(c) Jan Sting

Ohne Berührung geht es nicht

  • 15.12.20, 15:06
  • Jan Sting
  •   Im Auftrag des Herrn

Es ist hell und freundlich. Vom großen Tisch aus hat man den Blick in die Kirchenkurve und für Beate Heß, die in den Räumen des ehemaligen Eiscafés nun ihren neuen Arbeitsplatz im ambulanten ökumenischen Hospiz Hausbetreuungsdienst ÖHHB hat, steht fest, dass sich die Burscheider Innenstadt sich nun wieder beleben dürfte. „Der Tod gehört zum Leben schließlich dazu.“ An den Wänden hängen farbenfrohe Bilder, die unter anderem die Künstlerin und Sterbebegleiterin Bärbel Kleinert-Dohmesen gemalt hat. Auch eine Einweihungsfeier sei geplant, sagen Heß und John-Enzenauer, wenn es die Situation um Corona wieder zulasse. Aber sie sind optimistisch, dass es wieder aufwärts geht.

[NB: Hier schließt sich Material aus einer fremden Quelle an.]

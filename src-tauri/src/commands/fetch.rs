//! Backend fetches. Each command takes a request token while holding the
//! session lock, releases the lock for the HTTP call, then hands the
//! response back to the session, which drops it if a newer request for the
//! same key was issued in the meantime.

use tauri::{AppHandle, State};
use tracing::debug;

use crate::db::DbPool;
use crate::events::{emit_event, event_names};
use crate::export::{export_dir, export_list, save_export, ExportRecord};
use crate::options::{load_options, OptionSet};
use crate::rca::Transition;
use crate::session::SessionView;
use crate::state::AppState;
use crate::timerange::local_now;
use crate::types::anomaly::HistoricalPage;
use crate::types::series::AnomalySeries;
use crate::types::tree::TreeNode;

#[tauri::command]
pub async fn history_fetch(state: State<'_, AppState>) -> Result<Option<HistoricalPage>, String> {
    let (token, req) = state
        .session()
        .begin_history(local_now())
        .map_err(|e| e.to_string())?;
    let page = state
        .client()
        .fetch_history(&req)
        .await
        .map_err(|e| e.to_string())?;
    let mut session = state.session();
    Ok(session
        .accept_history(&token, page)
        .then(|| session.history().cloned())
        .flatten())
}

#[tauri::command]
pub async fn series_fetch(state: State<'_, AppState>) -> Result<Option<Vec<AnomalySeries>>, String> {
    let (token, req) = state
        .session()
        .begin_series(local_now())
        .map_err(|e| e.to_string())?;
    let series = state
        .client()
        .fetch_series(&req)
        .await
        .map_err(|e| e.to_string())?;
    let mut session = state.session();
    Ok(session
        .accept_series(&token, series)
        .then(|| session.charts().panels().to_vec()))
}

#[tauri::command]
pub async fn options_load(
    app: AppHandle,
    pool: State<'_, DbPool>,
    state: State<'_, AppState>,
) -> Result<Option<OptionSet>, String> {
    let (token, source) = {
        let session = state.session();
        (session.begin_options(), session.data_source())
    };
    let client = state.client();
    let options = load_options(&pool, &client, source, state.options_ttl_secs())
        .await
        .map_err(|e| e.to_string())?;
    let accepted = state.session().accept_options(&token, options.clone());
    if !accepted {
        return Ok(None);
    }
    if let Err(e) = emit_event(&app, event_names::OPTIONS_LOADED, options.clone()) {
        tracing::warn!(error = %e, "failed to emit options event");
    }
    Ok(Some(options))
}

#[tauri::command]
pub async fn rca_tree_fetch(state: State<'_, AppState>) -> Result<Option<Vec<TreeNode>>, String> {
    let (token, req) = state
        .session()
        .begin_rca_tree(local_now())
        .map_err(|e| e.to_string())?;
    let roots = state
        .client()
        .fetch_rca_tree(&req)
        .await
        .map_err(|e| e.to_string())?;
    let mut session = state.session();
    Ok(session
        .accept_rca_tree(&token, roots)
        .then(|| session.rca().level(0).to_vec()))
}

/// Click on a tree node; fetches the next level when the node does not
/// carry its children.
#[tauri::command]
pub async fn rca_select(
    state: State<'_, AppState>,
    depth: usize,
    index: usize,
) -> Result<SessionView, String> {
    let (transition, token) = {
        let mut session = state.session();
        let transition = session.rca_select(depth, index).map_err(|e| e.to_string())?;
        (transition, session.begin_rca_children())
    };
    if let Transition::LoadChildren {
        depth,
        detail_params,
    } = transition
    {
        let children = state
            .client()
            .fetch_rca_children(&detail_params)
            .await
            .map_err(|e| e.to_string())?;
        let accepted = state
            .session()
            .accept_rca_children(&token, depth, children)
            .map_err(|e| e.to_string())?;
        if !accepted {
            debug!(depth, "rca children superseded");
        }
    }
    Ok(state.session().view())
}

#[tauri::command]
pub async fn export_csv(
    app: AppHandle,
    pool: State<'_, DbPool>,
    state: State<'_, AppState>,
) -> Result<ExportRecord, String> {
    let req = state
        .session()
        .export_request(local_now())
        .map_err(|e| e.to_string())?;
    let csv = state
        .client()
        .export_csv(&req)
        .await
        .map_err(|e| e.to_string())?;
    let record = save_export(&pool, &export_dir(state.data_dir()), &req, &csv)
        .map_err(|e| e.to_string())?;
    if let Err(e) = emit_event(&app, event_names::EXPORT_WRITTEN, record.clone()) {
        tracing::warn!(error = %e, "failed to emit export event");
    }
    Ok(record)
}

#[tauri::command]
pub fn exports_recent(pool: State<'_, DbPool>, limit: Option<u32>) -> Result<Vec<ExportRecord>, String> {
    export_list(&pool, limit.unwrap_or(20)).map_err(|e| e.to_string())
}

Kochen und Trostspaziergänge mit Trauernden

Der Verein will über die Begleitung Sterbender hinaus auch für die Angehörigen und Freunde da sein, die im Alltag und in ihrer Trauer Unterstützung erfahren. Beim Kochen können sie sich mit anderen austauschen. Oder sie machen Trostspaziergänge, bei denen jemand vom Verein dabei ist. Eintreten ist erwünscht. Alles ist barrierefrei: „Wir haben die neue Räume für unser Hospiz mitten  in Burscheid gemietet, damit es für Fußgänger gut zu erreichen ist“, sagt die ÖHHB-Vorsitzende Karola John-Enzenauer. Auf dem Schaufenster steht: „Begegnung, Beratung wir schenken Zeit“. Hinter dem Glas gibt es gemütliche Sessel, die um eine lange Tafel gruppiert sind. Gut sichtbar hinter der Fensterfront sitzt Beate Heß, die die ehrenamtlichen Sterbebegleiter koordiniert. Wir wollen Begegnung schaffen, wir wollen Begegnung ermöglichen und Veranstaltungen möglich machen. Unter anderem mit Hilfe des Klaviers. Geplant ist Kochen mit Trauernden anzubieten, damit Trauernde die Möglichkeit haben, nach der schwierigsten Phase sich um sich selbst zu kümmern. Und man weiß ja, Essen hält Leib und Seele zusammen“, sagt Beate Heß.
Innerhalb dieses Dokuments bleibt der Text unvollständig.